WHAT YOU SHOULD DO ->
Below are some entries. Copy each line in them that holds "message".

(Collected data entries)
=== Begin Enclosure ===

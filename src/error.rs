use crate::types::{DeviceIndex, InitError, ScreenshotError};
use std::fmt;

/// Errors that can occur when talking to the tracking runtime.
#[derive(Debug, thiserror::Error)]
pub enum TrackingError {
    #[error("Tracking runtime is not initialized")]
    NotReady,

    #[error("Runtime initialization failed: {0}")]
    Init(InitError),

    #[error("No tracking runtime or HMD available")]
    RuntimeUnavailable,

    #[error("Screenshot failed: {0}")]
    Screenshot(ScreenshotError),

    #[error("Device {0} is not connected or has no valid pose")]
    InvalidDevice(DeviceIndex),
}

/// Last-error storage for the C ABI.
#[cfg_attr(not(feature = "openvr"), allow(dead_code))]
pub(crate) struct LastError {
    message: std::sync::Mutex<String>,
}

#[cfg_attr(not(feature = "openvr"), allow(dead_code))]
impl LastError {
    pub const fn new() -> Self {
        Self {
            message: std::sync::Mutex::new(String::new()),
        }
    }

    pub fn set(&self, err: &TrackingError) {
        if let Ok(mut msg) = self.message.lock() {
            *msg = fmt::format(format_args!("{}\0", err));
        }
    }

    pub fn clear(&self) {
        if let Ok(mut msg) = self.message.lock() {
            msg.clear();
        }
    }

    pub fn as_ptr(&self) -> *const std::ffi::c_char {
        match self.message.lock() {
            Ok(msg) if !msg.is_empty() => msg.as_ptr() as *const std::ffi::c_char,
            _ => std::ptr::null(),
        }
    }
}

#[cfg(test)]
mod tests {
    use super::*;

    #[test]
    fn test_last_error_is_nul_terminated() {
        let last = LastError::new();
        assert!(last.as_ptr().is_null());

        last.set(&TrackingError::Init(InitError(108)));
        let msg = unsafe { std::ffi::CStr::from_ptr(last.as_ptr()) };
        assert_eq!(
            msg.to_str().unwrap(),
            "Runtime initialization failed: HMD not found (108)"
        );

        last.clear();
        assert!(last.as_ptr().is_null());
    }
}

=== End Enclosure ===

RESULT OF THIS EXERCISE ->
    message: std::sync::Mutex<String>,
            message: std::sync::Mutex::new(String::new()),
        if let Ok(mut msg) = self.message.lock() {
        if let Ok(mut msg) = self.message.lock() {
        match self.message.lock() {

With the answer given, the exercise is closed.